> _Activity_
Read through the records below and copy each line that uses the word "Implements".

================================

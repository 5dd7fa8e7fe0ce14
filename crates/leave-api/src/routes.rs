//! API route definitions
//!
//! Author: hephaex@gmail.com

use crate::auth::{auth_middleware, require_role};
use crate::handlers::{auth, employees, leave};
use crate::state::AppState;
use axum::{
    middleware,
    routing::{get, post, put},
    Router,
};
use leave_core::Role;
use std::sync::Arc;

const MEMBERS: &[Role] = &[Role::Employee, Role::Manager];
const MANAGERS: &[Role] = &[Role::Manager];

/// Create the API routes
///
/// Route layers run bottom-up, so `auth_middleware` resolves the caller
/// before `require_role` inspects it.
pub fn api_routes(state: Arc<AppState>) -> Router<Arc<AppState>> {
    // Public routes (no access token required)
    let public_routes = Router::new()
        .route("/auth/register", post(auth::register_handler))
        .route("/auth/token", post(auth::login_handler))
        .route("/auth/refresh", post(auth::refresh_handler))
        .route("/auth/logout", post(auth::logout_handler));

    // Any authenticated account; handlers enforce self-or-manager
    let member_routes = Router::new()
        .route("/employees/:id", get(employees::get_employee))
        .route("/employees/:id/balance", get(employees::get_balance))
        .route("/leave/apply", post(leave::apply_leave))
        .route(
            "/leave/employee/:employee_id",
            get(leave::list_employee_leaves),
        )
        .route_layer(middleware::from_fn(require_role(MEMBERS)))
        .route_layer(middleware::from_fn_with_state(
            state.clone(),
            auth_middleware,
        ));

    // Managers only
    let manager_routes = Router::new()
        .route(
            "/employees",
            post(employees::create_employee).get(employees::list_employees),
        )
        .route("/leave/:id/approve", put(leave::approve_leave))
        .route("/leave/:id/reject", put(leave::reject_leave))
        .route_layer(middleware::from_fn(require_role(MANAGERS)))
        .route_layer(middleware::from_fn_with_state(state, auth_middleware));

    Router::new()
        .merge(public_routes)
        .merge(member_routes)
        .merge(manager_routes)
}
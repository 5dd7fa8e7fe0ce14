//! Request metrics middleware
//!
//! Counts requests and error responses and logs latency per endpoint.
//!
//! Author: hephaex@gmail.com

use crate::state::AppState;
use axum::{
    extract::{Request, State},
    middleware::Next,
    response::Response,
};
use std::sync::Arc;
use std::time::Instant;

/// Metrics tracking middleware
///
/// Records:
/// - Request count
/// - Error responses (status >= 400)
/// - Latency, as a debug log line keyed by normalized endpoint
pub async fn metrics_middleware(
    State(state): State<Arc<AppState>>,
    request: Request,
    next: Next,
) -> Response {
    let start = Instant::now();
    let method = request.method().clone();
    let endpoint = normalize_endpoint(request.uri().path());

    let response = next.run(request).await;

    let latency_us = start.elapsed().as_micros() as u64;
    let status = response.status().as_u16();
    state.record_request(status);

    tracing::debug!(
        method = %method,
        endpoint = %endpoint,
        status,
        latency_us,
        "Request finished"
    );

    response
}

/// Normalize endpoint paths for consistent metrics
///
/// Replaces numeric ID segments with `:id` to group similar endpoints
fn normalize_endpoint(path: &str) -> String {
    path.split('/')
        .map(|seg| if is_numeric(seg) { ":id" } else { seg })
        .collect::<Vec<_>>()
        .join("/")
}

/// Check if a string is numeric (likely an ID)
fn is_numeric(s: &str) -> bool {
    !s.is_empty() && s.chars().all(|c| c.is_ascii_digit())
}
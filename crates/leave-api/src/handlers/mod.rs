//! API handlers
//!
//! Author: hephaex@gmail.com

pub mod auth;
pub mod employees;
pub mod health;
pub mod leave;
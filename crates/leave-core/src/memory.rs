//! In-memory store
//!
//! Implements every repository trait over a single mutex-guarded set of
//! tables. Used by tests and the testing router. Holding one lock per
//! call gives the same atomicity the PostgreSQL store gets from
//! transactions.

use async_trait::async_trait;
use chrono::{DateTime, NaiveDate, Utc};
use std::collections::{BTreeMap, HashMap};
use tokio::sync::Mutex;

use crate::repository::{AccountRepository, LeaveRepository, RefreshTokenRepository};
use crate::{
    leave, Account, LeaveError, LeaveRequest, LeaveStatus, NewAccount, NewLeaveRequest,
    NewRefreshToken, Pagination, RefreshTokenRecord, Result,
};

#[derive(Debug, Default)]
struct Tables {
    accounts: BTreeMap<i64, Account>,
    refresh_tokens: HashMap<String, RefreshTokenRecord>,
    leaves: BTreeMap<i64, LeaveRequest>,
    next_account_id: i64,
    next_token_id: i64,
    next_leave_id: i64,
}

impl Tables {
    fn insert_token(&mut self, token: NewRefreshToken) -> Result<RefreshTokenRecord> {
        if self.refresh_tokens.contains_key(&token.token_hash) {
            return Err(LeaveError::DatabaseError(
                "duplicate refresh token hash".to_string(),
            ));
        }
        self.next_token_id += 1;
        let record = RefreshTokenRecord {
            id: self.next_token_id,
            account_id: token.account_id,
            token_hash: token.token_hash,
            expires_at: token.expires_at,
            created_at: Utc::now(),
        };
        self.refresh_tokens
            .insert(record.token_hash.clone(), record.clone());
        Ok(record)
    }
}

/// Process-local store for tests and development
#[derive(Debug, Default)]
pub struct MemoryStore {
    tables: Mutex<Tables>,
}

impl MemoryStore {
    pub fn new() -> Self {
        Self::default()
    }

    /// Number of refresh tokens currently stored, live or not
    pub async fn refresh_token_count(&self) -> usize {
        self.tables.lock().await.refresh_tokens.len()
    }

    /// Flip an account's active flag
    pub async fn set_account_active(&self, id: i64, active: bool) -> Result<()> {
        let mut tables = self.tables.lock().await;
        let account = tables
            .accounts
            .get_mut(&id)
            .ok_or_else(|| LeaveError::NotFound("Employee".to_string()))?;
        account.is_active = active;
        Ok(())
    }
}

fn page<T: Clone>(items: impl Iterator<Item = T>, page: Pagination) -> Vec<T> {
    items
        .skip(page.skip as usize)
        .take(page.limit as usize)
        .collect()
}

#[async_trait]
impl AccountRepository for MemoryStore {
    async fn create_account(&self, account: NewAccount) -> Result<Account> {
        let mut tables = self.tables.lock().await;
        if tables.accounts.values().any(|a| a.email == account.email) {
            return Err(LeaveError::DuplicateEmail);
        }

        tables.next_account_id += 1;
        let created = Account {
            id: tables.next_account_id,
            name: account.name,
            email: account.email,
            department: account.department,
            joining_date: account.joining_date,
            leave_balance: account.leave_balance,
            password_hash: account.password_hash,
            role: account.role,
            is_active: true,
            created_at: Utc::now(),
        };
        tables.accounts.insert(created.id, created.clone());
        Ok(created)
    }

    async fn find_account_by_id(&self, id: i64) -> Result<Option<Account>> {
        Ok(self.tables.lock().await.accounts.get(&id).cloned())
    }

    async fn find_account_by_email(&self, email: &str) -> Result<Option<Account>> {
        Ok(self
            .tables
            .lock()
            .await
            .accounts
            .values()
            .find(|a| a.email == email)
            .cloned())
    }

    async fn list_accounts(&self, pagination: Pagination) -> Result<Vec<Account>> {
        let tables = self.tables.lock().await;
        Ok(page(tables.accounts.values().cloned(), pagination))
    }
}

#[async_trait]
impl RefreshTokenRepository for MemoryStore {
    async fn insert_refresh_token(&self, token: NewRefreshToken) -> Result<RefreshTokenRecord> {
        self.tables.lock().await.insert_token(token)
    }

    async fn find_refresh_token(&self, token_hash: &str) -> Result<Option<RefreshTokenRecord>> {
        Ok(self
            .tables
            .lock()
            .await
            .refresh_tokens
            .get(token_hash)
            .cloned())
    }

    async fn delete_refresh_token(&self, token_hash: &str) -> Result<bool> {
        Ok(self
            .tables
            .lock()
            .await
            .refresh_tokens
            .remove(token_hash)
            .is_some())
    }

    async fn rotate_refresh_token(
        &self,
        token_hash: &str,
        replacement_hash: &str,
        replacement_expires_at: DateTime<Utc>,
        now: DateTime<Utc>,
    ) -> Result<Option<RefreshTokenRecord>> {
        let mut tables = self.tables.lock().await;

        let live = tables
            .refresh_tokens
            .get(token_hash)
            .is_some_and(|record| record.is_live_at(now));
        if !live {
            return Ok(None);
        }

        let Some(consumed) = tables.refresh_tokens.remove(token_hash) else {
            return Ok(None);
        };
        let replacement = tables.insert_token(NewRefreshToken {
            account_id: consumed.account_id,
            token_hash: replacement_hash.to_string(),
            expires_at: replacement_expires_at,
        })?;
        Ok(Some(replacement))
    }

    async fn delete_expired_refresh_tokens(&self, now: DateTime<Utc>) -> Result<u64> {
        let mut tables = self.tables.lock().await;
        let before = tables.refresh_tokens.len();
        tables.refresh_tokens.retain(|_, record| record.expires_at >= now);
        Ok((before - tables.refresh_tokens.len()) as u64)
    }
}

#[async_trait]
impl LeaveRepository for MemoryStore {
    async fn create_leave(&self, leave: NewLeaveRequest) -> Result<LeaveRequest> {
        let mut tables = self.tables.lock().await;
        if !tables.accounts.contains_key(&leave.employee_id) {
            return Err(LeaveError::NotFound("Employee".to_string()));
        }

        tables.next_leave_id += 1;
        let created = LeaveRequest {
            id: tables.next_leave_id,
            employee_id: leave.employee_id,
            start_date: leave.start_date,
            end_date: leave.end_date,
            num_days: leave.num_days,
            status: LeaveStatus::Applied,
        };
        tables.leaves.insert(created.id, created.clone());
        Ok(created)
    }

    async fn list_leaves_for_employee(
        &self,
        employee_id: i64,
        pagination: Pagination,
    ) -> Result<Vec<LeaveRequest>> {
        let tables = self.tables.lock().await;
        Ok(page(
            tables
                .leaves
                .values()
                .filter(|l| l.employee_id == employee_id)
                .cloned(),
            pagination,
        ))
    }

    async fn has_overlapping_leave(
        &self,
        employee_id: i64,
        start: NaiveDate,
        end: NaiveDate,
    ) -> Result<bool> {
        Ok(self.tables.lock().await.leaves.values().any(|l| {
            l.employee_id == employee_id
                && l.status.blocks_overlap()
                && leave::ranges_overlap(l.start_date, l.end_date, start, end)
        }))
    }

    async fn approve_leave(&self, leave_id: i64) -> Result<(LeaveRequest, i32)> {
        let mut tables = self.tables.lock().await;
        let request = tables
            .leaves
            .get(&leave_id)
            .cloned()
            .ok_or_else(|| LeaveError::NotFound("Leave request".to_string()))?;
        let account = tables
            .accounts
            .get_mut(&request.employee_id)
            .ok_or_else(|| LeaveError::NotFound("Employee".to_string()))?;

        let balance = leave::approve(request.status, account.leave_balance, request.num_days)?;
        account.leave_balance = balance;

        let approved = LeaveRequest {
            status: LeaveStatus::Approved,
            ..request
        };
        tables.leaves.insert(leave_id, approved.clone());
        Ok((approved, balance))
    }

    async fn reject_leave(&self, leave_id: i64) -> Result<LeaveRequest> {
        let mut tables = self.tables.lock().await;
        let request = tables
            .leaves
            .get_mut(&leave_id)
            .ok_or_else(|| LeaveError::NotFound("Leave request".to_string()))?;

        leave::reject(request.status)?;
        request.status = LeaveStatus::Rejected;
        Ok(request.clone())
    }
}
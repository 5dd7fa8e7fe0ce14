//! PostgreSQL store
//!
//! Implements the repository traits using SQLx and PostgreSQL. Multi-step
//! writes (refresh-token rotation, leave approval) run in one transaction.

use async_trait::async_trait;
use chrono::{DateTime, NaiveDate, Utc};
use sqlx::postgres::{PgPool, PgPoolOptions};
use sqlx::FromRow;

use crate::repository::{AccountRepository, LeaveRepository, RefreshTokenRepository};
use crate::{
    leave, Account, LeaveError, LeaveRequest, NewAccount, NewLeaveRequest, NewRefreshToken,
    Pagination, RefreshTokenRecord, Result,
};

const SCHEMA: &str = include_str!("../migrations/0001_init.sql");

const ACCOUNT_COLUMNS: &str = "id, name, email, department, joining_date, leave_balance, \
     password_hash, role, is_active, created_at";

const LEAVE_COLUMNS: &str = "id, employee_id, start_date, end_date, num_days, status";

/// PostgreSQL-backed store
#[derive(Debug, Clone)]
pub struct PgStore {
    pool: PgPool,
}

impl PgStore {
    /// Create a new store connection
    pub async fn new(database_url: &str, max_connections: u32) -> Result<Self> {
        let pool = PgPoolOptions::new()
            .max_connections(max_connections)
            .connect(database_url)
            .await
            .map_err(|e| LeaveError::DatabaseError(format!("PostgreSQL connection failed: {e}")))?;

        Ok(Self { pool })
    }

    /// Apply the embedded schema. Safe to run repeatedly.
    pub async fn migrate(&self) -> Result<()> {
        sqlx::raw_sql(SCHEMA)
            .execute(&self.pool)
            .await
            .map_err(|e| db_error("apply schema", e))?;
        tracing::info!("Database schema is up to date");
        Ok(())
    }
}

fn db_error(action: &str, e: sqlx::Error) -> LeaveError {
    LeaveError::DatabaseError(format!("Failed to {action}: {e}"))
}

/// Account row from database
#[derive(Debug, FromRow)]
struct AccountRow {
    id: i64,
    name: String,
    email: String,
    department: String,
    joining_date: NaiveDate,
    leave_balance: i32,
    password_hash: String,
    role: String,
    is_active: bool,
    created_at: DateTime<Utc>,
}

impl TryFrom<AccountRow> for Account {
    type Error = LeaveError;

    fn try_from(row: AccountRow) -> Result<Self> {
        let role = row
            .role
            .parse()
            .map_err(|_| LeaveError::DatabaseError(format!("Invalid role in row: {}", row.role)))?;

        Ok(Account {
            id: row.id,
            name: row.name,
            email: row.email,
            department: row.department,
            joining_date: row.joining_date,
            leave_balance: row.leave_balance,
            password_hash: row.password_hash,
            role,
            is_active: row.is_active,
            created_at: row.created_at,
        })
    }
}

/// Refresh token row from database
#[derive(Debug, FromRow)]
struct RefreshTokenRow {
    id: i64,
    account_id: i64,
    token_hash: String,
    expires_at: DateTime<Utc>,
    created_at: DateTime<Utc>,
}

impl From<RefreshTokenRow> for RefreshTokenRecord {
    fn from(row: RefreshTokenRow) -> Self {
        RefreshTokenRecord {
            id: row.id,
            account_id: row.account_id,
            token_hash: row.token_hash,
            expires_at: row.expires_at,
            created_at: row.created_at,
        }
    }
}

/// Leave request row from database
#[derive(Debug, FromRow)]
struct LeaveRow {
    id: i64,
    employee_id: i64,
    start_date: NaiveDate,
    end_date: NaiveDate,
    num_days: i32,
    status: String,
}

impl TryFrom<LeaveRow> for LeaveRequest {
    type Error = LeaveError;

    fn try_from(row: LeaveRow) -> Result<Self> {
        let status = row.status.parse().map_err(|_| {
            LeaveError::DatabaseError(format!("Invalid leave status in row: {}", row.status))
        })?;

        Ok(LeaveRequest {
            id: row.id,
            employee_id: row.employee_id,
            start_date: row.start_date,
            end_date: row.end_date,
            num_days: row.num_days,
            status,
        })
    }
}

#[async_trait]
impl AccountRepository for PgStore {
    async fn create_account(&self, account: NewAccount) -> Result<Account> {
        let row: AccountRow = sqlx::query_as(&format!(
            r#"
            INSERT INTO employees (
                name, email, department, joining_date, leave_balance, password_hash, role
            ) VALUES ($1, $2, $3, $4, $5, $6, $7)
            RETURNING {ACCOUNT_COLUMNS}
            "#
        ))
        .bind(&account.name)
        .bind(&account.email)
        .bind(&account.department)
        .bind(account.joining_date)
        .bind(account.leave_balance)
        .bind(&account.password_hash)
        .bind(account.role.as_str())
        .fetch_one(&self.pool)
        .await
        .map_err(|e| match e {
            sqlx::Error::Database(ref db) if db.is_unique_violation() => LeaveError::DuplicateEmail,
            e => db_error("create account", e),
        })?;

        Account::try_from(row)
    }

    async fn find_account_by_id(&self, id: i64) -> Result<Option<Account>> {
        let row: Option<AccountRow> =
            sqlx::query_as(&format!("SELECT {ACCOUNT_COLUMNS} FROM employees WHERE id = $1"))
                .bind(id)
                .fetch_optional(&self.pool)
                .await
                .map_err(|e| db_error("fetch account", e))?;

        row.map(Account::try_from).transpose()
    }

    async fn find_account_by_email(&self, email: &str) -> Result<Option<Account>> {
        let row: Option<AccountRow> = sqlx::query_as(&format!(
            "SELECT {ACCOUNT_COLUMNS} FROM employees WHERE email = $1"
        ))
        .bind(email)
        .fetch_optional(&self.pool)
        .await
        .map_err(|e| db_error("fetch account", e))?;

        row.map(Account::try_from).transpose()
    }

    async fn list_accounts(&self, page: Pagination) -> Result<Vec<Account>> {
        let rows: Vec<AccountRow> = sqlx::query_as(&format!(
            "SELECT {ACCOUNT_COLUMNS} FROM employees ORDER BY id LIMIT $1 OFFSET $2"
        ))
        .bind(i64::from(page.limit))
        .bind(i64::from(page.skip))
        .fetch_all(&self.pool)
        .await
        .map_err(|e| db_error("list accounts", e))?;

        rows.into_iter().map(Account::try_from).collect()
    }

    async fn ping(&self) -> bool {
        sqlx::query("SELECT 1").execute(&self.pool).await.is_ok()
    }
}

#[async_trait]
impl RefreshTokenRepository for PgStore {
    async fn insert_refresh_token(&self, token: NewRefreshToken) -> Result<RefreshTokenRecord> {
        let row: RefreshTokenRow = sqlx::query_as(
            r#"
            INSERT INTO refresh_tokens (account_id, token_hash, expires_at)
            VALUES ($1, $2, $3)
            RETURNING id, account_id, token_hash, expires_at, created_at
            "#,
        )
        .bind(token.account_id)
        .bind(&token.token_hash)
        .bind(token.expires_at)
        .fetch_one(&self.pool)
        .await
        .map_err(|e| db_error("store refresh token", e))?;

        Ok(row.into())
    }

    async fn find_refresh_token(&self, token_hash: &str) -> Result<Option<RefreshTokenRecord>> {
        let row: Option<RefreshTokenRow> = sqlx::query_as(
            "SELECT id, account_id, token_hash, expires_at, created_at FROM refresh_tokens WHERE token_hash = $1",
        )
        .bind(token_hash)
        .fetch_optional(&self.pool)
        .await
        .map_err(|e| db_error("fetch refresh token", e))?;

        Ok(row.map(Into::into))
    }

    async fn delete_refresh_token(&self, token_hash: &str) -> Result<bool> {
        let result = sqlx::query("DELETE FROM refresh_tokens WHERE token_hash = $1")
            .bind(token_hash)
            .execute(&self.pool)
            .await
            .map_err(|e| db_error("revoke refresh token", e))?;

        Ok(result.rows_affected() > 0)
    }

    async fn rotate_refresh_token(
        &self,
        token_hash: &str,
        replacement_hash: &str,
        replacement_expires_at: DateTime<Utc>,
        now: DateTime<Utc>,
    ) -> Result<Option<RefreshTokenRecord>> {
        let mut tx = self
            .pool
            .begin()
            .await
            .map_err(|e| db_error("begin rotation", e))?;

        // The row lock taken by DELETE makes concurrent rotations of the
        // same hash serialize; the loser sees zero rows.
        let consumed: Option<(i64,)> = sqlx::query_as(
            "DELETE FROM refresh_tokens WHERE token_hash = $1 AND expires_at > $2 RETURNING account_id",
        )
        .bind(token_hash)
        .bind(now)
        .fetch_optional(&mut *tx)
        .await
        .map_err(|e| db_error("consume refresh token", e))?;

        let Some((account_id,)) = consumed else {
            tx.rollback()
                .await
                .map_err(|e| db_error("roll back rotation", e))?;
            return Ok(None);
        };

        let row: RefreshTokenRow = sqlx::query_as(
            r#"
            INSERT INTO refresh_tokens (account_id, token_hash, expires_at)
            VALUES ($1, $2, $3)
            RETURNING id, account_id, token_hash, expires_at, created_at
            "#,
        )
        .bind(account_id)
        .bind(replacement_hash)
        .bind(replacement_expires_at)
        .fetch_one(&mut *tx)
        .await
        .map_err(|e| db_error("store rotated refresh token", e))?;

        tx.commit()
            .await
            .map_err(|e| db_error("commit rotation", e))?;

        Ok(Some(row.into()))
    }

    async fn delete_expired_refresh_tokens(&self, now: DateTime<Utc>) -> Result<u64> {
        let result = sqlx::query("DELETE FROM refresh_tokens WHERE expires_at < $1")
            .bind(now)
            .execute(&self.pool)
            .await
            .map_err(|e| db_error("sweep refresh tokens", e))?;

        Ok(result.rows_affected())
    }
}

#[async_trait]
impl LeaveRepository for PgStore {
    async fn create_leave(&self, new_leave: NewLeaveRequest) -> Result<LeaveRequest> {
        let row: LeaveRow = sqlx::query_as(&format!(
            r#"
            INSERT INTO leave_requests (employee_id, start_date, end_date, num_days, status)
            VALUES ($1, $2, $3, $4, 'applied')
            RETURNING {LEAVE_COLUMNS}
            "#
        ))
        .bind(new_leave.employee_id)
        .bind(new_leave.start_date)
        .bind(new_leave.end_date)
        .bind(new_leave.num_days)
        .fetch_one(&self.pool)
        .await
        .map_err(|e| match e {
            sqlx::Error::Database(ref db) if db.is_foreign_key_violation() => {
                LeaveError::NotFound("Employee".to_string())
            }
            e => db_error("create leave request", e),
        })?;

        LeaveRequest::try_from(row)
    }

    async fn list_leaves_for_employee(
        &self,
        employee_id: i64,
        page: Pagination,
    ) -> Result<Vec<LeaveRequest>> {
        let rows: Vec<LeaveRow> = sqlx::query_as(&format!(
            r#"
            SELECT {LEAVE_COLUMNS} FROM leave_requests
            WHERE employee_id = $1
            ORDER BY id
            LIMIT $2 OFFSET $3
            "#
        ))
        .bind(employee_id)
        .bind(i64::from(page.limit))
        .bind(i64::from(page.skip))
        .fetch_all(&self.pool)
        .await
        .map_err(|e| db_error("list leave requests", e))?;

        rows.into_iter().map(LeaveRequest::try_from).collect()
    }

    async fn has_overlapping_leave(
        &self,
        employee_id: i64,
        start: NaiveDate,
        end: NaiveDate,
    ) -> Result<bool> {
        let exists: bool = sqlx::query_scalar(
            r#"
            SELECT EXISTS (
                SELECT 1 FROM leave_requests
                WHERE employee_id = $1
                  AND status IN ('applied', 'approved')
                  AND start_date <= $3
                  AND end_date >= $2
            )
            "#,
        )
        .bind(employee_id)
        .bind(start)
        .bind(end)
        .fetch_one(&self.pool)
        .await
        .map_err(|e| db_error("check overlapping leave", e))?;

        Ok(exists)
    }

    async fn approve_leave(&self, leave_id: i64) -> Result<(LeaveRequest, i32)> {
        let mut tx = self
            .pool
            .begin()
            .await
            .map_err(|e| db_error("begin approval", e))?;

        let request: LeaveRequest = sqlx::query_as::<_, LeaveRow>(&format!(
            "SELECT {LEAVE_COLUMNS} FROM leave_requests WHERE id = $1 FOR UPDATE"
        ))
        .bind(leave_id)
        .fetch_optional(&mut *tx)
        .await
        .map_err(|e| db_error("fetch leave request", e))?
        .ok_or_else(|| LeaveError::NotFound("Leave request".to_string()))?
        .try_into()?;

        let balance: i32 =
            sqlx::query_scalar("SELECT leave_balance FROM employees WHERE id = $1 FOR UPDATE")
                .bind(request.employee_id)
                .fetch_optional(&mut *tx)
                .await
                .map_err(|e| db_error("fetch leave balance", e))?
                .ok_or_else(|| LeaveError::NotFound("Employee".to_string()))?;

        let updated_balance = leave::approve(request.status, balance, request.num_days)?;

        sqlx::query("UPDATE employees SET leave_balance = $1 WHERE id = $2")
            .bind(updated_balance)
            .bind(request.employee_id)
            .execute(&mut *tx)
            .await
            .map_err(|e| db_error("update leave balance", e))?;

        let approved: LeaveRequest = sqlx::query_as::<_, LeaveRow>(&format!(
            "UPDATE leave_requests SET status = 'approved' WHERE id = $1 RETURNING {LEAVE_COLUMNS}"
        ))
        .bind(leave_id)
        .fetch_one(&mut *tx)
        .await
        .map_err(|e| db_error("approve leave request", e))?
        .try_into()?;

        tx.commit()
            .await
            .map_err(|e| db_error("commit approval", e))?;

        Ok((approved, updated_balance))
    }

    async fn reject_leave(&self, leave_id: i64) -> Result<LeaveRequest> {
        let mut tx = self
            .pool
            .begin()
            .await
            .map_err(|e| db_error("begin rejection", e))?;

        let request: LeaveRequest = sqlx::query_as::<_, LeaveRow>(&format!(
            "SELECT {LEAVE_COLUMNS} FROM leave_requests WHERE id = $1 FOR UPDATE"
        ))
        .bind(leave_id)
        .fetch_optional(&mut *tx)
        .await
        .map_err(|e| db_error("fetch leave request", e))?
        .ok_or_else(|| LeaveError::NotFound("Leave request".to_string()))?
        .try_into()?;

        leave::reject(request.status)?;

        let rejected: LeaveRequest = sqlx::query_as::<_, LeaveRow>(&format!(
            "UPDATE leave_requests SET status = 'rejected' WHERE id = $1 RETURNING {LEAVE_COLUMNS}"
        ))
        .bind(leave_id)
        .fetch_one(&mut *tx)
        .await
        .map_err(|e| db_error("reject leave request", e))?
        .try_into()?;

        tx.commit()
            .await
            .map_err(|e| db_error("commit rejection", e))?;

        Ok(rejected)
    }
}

================================

> _Solution to this task_
//! Implements every repository trait over a single mutex-guarded set of
//! Implements the repository traits using SQLx and PostgreSQL. Multi-step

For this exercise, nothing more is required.